Radio-Controlled Pigeons Mooted By MI5

Radio-Controlled Pigeons Mooted By MI5

British secret services debated the idea of "radio-controlled pigeons", newly-released records have showed.

The post-war diaries of Guy Liddell, then-deputy director general of MI5, showed that in the aftermath of the Second World War he discussed the idea with Captain James Caiger, who ran the Army's pigeon loft after the war.

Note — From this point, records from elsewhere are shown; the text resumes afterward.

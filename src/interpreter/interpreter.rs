use std::{collections::HashSet, io::Write};

use tracing::{debug, trace};

use crate::{
    ast::{
        ast::Program,
        expressions::{Expr, Operator},
        statements::{FunctionDecl, Stmt},
        types::VarType,
    },
    environment::environment::{Environment, FunctionTable},
    errors::errors::{Error, ErrorImpl},
};

use super::value::Value;

pub const DEFAULT_MAX_CALL_DEPTH: usize = 10_000;

// Remaining stack below which evaluation continues on a fresh segment.
const STACK_RED_ZONE: usize = 128 * 1024;
const STACK_GROW_SIZE: usize = 4 * 1024 * 1024;

/// Outcome of executing a statement.
#[derive(Debug, Clone, Copy, PartialEq)]
pub enum Signal {
    None,
    Return(Option<Value>),
}

pub struct Interpreter<'a, W: Write> {
    out: &'a mut W,
    environment: Environment<Value>,
    functions: FunctionTable<&'a FunctionDecl>,
    /// Top-level variables bound to zero whose declaration has not run yet
    pending_statics: HashSet<String>,
    call_depth: usize,
    max_call_depth: usize,
}

impl<'a, W: Write> Interpreter<'a, W> {
    pub fn new(out: &'a mut W) -> Self {
        Interpreter {
            out,
            environment: Environment::new(),
            functions: FunctionTable::new(),
            pending_statics: HashSet::new(),
            call_depth: 0,
            max_call_depth: DEFAULT_MAX_CALL_DEPTH,
        }
    }

    /// Limits how deeply calls may nest before execution is aborted.
    pub fn with_max_call_depth(mut self, max_call_depth: usize) -> Self {
        self.max_call_depth = max_call_depth;
        self
    }

    /// Runs every top-level statement in order. The first runtime error
    /// aborts execution; output written before it stays written.
    pub fn interpret(&mut self, program: &'a Program) -> Result<(), Error> {
        for function in program.functions() {
            self.functions
                .declare_function(&function.name, function)
                .map_err(|error_impl| Error::on_line(error_impl, function.line))?;
        }

        // Top-level variables hold their zero value until their declaration runs.
        for stmt in program.iter() {
            if let Stmt::Var { name, var_type, .. } = stmt {
                if self.pending_statics.insert(name.clone()) {
                    self.environment
                        .declare_variable(name, Value::zero(*var_type))
                        .map_err(|error_impl| Error::on_line(error_impl, stmt.line()))?;
                }
            }
        }
        debug!(
            functions = self.functions.len(),
            statics = self.pending_statics.len(),
            "interpreting program"
        );

        for stmt in program.iter() {
            self.execute(stmt)?;
        }

        self.out.flush().map_err(|error| output_error(error, 0))
    }

    fn execute_block(&mut self, body: &[Stmt]) -> Result<Signal, Error> {
        for stmt in body {
            let signal = self.execute(stmt)?;
            if let Signal::Return(_) = signal {
                return Ok(signal);
            }
        }

        Ok(Signal::None)
    }

    /// Executes `stmt` in a scope of its own.
    fn execute_scoped(&mut self, stmt: &Stmt) -> Result<Signal, Error> {
        self.environment.enter_scope();
        let signal = self.execute(stmt);
        self.environment.exit_scope();
        signal
    }

    /// Executes one statement. User recursion is host recursion here, so
    /// the stack is grown on demand and only the call depth limit applies.
    pub fn execute(&mut self, stmt: &Stmt) -> Result<Signal, Error> {
        stacker::maybe_grow(STACK_RED_ZONE, STACK_GROW_SIZE, || self.execute_inner(stmt))
    }

    fn execute_inner(&mut self, stmt: &Stmt) -> Result<Signal, Error> {
        match stmt {
            Stmt::Block { body, .. } => {
                self.environment.enter_scope();
                let signal = self.execute_block(body);
                self.environment.exit_scope();
                signal
            }
            Stmt::Var {
                name,
                var_type,
                initializer,
                line,
            } => {
                let value = match initializer {
                    Some(initializer) => self.evaluate_as(initializer, *var_type)?,
                    None => Value::zero(*var_type),
                };

                let result = if self.environment.is_global() && self.pending_statics.remove(name) {
                    self.environment.assign_variable(name, value)
                } else {
                    self.environment.declare_variable(name, value)
                };
                result.map_err(|error_impl| Error::on_line(error_impl, *line))?;
                Ok(Signal::None)
            }
            Stmt::Assign { name, value, line } => {
                let current = self.fetch_variable(name, *line)?;
                let value = self.evaluate_as(value, current.get_type())?;

                self.environment
                    .assign_variable(name, value)
                    .map_err(|error_impl| Error::on_line(error_impl, *line))?;
                Ok(Signal::None)
            }
            Stmt::If {
                condition,
                then_branch,
                else_branch,
                ..
            } => {
                if self.evaluate_bool(condition)? {
                    self.execute_scoped(then_branch)
                } else if let Some(else_branch) = else_branch {
                    self.execute_scoped(else_branch)
                } else {
                    Ok(Signal::None)
                }
            }
            Stmt::While {
                condition, body, ..
            } => {
                while self.evaluate_bool(condition)? {
                    let signal = self.execute_scoped(body)?;
                    if let Signal::Return(_) = signal {
                        return Ok(signal);
                    }
                }

                Ok(Signal::None)
            }
            Stmt::Return { value, line } => {
                if self.call_depth == 0 {
                    return Err(Error::on_line(ErrorImpl::ReturnOutsideFunction, *line));
                }

                let value = value
                    .as_ref()
                    .map(|value| self.evaluate(value))
                    .transpose()?;
                Ok(Signal::Return(value))
            }
            Stmt::Print { expression, line } => {
                let value = self.evaluate(expression)?;
                writeln!(self.out, "{}", value).map_err(|error| output_error(error, *line))?;
                Ok(Signal::None)
            }
            Stmt::Expression { expression, .. } => {
                self.evaluate(expression)?;
                Ok(Signal::None)
            }
            // Top-level functions are registered up front; nested ones are
            // never callable.
            Stmt::Function(_) => Ok(Signal::None),
        }
    }

    pub fn evaluate(&mut self, expr: &Expr) -> Result<Value, Error> {
        stacker::maybe_grow(STACK_RED_ZONE, STACK_GROW_SIZE, || self.evaluate_inner(expr))
    }

    fn evaluate_inner(&mut self, expr: &Expr) -> Result<Value, Error> {
        match expr {
            Expr::Literal { value, .. } => Ok(Value::from(*value)),
            Expr::Variable { name, line } => self.fetch_variable(name, *line),
            Expr::Unary {
                operator, right, ..
            } => match operator {
                Operator::Not => Ok(Value::Bool(!self.evaluate_bool(right)?)),
                _ => Ok(Value::Int(self.evaluate_int(right)?.wrapping_neg())),
            },
            Expr::Binary {
                left,
                operator,
                right,
                line,
            } => self.evaluate_binary(left, *operator, right, *line),
            Expr::Call {
                name,
                arguments,
                line,
            } => self.call_function(name, arguments, *line),
        }
    }

    fn evaluate_binary(
        &mut self,
        left: &Expr,
        operator: Operator,
        right: &Expr,
        line: u32,
    ) -> Result<Value, Error> {
        match operator {
            Operator::Plus | Operator::Minus | Operator::Multiply | Operator::Divide => {
                let left = self.evaluate_int(left)?;
                let right = self.evaluate_int(right)?;

                let result = match operator {
                    Operator::Plus => left.wrapping_add(right),
                    Operator::Minus => left.wrapping_sub(right),
                    Operator::Multiply => left.wrapping_mul(right),
                    _ => {
                        if right == 0 {
                            return Err(Error::on_line(ErrorImpl::DivisionByZero, line));
                        }
                        left.wrapping_div(right)
                    }
                };
                Ok(Value::Int(result))
            }
            Operator::And | Operator::Or => {
                // Both operands are always evaluated.
                let left = self.evaluate_bool(left)?;
                let right = self.evaluate_bool(right)?;

                if operator == Operator::And {
                    Ok(Value::Bool(left && right))
                } else {
                    Ok(Value::Bool(left || right))
                }
            }
            Operator::Less | Operator::LessEqual | Operator::Greater | Operator::GreaterEqual => {
                let left = self.evaluate_int(left)?;
                let right = self.evaluate_int(right)?;

                let result = match operator {
                    Operator::Less => left < right,
                    Operator::LessEqual => left <= right,
                    Operator::Greater => left > right,
                    _ => left >= right,
                };
                Ok(Value::Bool(result))
            }
            Operator::Equal | Operator::NotEqual => {
                let left = self.evaluate(left)?;
                let right = self.evaluate_as(right, left.get_type())?;

                let equal = left == right;
                Ok(Value::Bool(if operator == Operator::Equal {
                    equal
                } else {
                    !equal
                }))
            }
            Operator::Not => Err(Error::on_line(
                ErrorImpl::UnexpectedToken {
                    token: operator.to_string(),
                },
                line,
            )),
        }
    }

    fn call_function(&mut self, name: &str, arguments: &[Expr], line: u32) -> Result<Value, Error> {
        let function: &'a FunctionDecl = *self.functions.get_function(name).ok_or_else(|| {
            Error::on_line(
                ErrorImpl::FunctionNotDeclared {
                    function: String::from(name),
                },
                line,
            )
        })?;

        if arguments.len() != function.parameters.len() {
            return Err(Error::on_line(
                ErrorImpl::ArgumentCount {
                    function: String::from(name),
                },
                line,
            ));
        }

        // Arguments are evaluated in the caller's scope.
        let mut values = Vec::with_capacity(arguments.len());
        for (argument, parameter) in arguments.iter().zip(&function.parameters) {
            values.push(self.evaluate_as(argument, parameter.var_type)?);
        }

        if self.call_depth >= self.max_call_depth {
            return Err(Error::on_line(
                ErrorImpl::CallDepthExceeded {
                    limit: self.max_call_depth,
                },
                line,
            ));
        }

        trace!(function = name, depth = self.call_depth + 1, "call");
        self.call_depth += 1;
        self.environment.enter_function_scope();

        let signal = function
            .parameters
            .iter()
            .zip(values)
            .try_for_each(|(parameter, value)| {
                self.environment
                    .declare_variable(&parameter.name, value)
                    .map_err(|error_impl| Error::on_line(error_impl, function.line))
            })
            .and_then(|_| self.execute_block(&function.body));

        self.environment.exit_scope();
        self.call_depth -= 1;

        match signal? {
            Signal::Return(Some(value)) if value.get_type() == function.return_type => Ok(value),
            Signal::Return(Some(value)) => Err(type_mismatch(
                function.return_type,
                value.get_type(),
                line,
            )),
            _ => Err(Error::on_line(
                ErrorImpl::MustReturnValue {
                    function: String::from(name),
                },
                line,
            )),
        }
    }

    fn fetch_variable(&self, name: &str, line: u32) -> Result<Value, Error> {
        self.environment.get_variable(name).copied().ok_or_else(|| {
            Error::on_line(
                ErrorImpl::VariableNotDeclared {
                    variable: String::from(name),
                },
                line,
            )
        })
    }

    /// Evaluates `expr` and asserts that the result has type `expected`.
    fn evaluate_as(&mut self, expr: &Expr, expected: VarType) -> Result<Value, Error> {
        let value = self.evaluate(expr)?;
        if value.get_type() != expected {
            return Err(type_mismatch(expected, value.get_type(), expr.line()));
        }

        Ok(value)
    }

    fn evaluate_int(&mut self, expr: &Expr) -> Result<i32, Error> {
        match self.evaluate_as(expr, VarType::Int)? {
            Value::Int(value) => Ok(value),
            other => Err(type_mismatch(VarType::Int, other.get_type(), expr.line())),
        }
    }

    fn evaluate_bool(&mut self, expr: &Expr) -> Result<bool, Error> {
        match self.evaluate_as(expr, VarType::Bool)? {
            Value::Bool(value) => Ok(value),
            other => Err(type_mismatch(VarType::Bool, other.get_type(), expr.line())),
        }
    }
}

fn type_mismatch(expected: VarType, received: VarType, line: u32) -> Error {
    Error::on_line(
        ErrorImpl::TypeMatchError {
            expected: expected.to_string(),
            received: received.to_string(),
        },
        line,
    )
}

fn output_error(error: std::io::Error, line: u32) -> Error {
    Error::on_line(
        ErrorImpl::OutputError {
            message: error.to_string(),
        },
        line,
    )
}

In an entry for October 3, 1946, Mr Liddell described how Capt Caiger came to see him. "He is our pigeon expert. He is, in fact, the nearest thing to a pigeon that I have ever seen. He talks, thinks and dreams about them," he wrote.

"He has had pigeons since he was a boy and his father had pigeons before him.

"I asked him about the homing instinct. He said that the matter is quite unsolved.

"There is however, one curious fact, namely that in a sun spot year all pigeons go haywire.

"Sun spots are, of course, minute radioactive particles though, how they affect the pigeons' homing instinct, nobody knows.

"This gives some colour to the suggestion that pigeons might be able to home on an electric beam, in other words that you might have radio-controlled pigeons."

Previously-released MI5 files have referred to plans to train pigeons to carry explosives to fly into enemy searchlights.

Mr Liddell's diaries, released to the National Archives in Kew, west London, refer to other "spycraft" ideas.

In February 1949, he met colleagues to discuss impregnating papers with radioactive substances to set off an alarm if they were removed from a building.

Mr Liddell wrote that he was told: "It is quite possible to impregnate paper, metal clips or ink with radioactive substance and to install either under the floorboards or in a door post, or under the ground outside an apparatus which will register if anybody goes out of the building with a secret paper so impregnated."

But snags would include health risks to anyone if the papers were left in a drawer, he noted: "It would at the outset produce extreme lassitude and later a loss of blood counts.

"No serious harm would result if the papers were removed and the symptoms detected. To counter these ill-effects, it would be possible to introduce some self-destroying material."